A phebe fearless built her nest within a leaning brace,
The solitary cheerful thing about the cheerless place;
And even she appeared to feel—or 'twas my somber mood,—
That poets e'en may overpaint the charms of solitude.
I thought on Time's mutations and the changes I had seen
Since the landscape of life's morning to me was fresh and green;—
“The very fish are changed!” I cried, and drew a shiner out
Where once I took, with boyish pride, a thirty-two ounce trout.
Then here was business, here was stir,—the bustle and the whirl,
Here came the jolly yeomanry, here came the clownish churl;
Here idlers by the winter fire, with checkers or with whist,
Quite willing waited while the stones were humming out the grist.

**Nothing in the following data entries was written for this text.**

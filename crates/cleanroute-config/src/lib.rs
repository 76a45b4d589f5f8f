//! Process-wide configuration: server/database settings and the
//! priority-window loader (spec §4.3, §9 "Open question").

use cleanroute_domain::{PriorityWindow, PriorityWindows};
use std::env;
use thiserror::Error;

#[derive(Debug, Error)]
pub enum ConfigError {
    #[error("missing environment variable: {0}")]
    MissingVar(String),
    #[error("invalid value for {0}: {1}")]
    InvalidValue(String, String),
}

/// Server/storage configuration loaded from environment variables, in the
/// style of the ambient `AppConfig::from_env` convention.
#[derive(Debug, Clone)]
pub struct AppConfig {
    pub database_url: String,
    pub bind_address: String,
    pub algorithm_version: String,
    pub log_level: String,
}

impl AppConfig {
    pub fn from_env() -> Result<Self, ConfigError> {
        dotenvy::dotenv().ok();
        Ok(Self {
            database_url: env_var("DATABASE_URL")?,
            bind_address: env_var_or("BIND_ADDRESS", "0.0.0.0:8080"),
            algorithm_version: env_var_or("ALGORITHM_VERSION", "cleanroute-1"),
            log_level: env_var_or("RUST_LOG", "info"),
        })
    }
}

fn env_var(name: &str) -> Result<String, ConfigError> {
    env::var(name).map_err(|_| ConfigError::MissingVar(name.to_string()))
}

fn env_var_or(name: &str, default: &str) -> String {
    env::var(name).unwrap_or_else(|_| default.to_string())
}

/// The priority-window settings plus the keys that fell back to their
/// defaults, so the caller can emit `PHASE3_SETTINGS_FALLBACK_USED`
/// (spec §4.3).
#[derive(Debug, Clone)]
pub struct PriorityWindowLoadResult {
    pub windows: PriorityWindows,
    pub defaulted_keys: Vec<String>,
}

fn env_i64(key: &str) -> Option<i64> {
    env::var(key).ok().and_then(|v| v.trim().parse().ok())
}

/// Load the EO/HP/LP windows from environment settings, substituting the
/// documented defaults (spec §4.3's table) for any missing key.
///
/// Resolves the `eo_time`/`eo_end_time` inconsistency per spec §9: a present
/// `EO_END_MIN` is authoritative; if only the legacy `EO_TIME` is set, it is
/// treated as the window's end and the start keeps its documented default.
pub fn load_priority_windows() -> PriorityWindowLoadResult {
    dotenvy::dotenv().ok();
    let defaults = PriorityWindows::default();
    let mut defaulted_keys = Vec::new();

    let eo_start = env_i64("EO_START_MIN").unwrap_or_else(|| {
        defaulted_keys.push("EO_START_MIN".to_string());
        defaults.eo.start_min
    });
    let eo_end = match env_i64("EO_END_MIN") {
        Some(v) => v,
        None => match env_i64("EO_TIME") {
            Some(legacy) => {
                defaulted_keys.push("EO_END_MIN (derived from legacy EO_TIME)".to_string());
                legacy
            }
            None => {
                defaulted_keys.push("EO_END_MIN".to_string());
                defaults.eo.end_min.unwrap()
            }
        },
    };

    let hp_start = env_i64("HP_START_MIN").unwrap_or_else(|| {
        defaulted_keys.push("HP_START_MIN".to_string());
        defaults.hp.start_min
    });
    let hp_end = env_i64("HP_END_MIN").unwrap_or_else(|| {
        defaulted_keys.push("HP_END_MIN".to_string());
        defaults.hp.end_min.unwrap()
    });

    let lp_start = env_i64("LP_START_MIN").unwrap_or_else(|| {
        defaulted_keys.push("LP_START_MIN".to_string());
        defaults.lp.start_min
    });

    PriorityWindowLoadResult {
        windows: PriorityWindows {
            eo: PriorityWindow { start_min: eo_start, end_min: Some(eo_end), ..defaults.eo },
            hp: PriorityWindow { start_min: hp_start, end_min: Some(hp_end), ..defaults.hp },
            lp: PriorityWindow { start_min: lp_start, end_min: None, ..defaults.lp },
        },
        defaulted_keys,
    }
}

Here was the gossip and the wit of all the country side;
Here small official slates were made, and small officials tried;
With coming grain and going meal the frequent teams were seen;
Now, all approaches hitherward are sodded o'er with green.

41

Where are the men who hither brought the corn to make their bread?
I knew them when a little boy;—they're sleeping with the dead!
Like grain they're garnered up within some storehouse of the soul,
And of the miller long ago hath Death required toll.
So I thought on Time's mutations, of schemers and their schemes;
How very like, indeed, they are to dreamers and their dreams;
And when we contemplate the past, and when we dreams resume,
The self-same lamp that lights the one the other doth illume.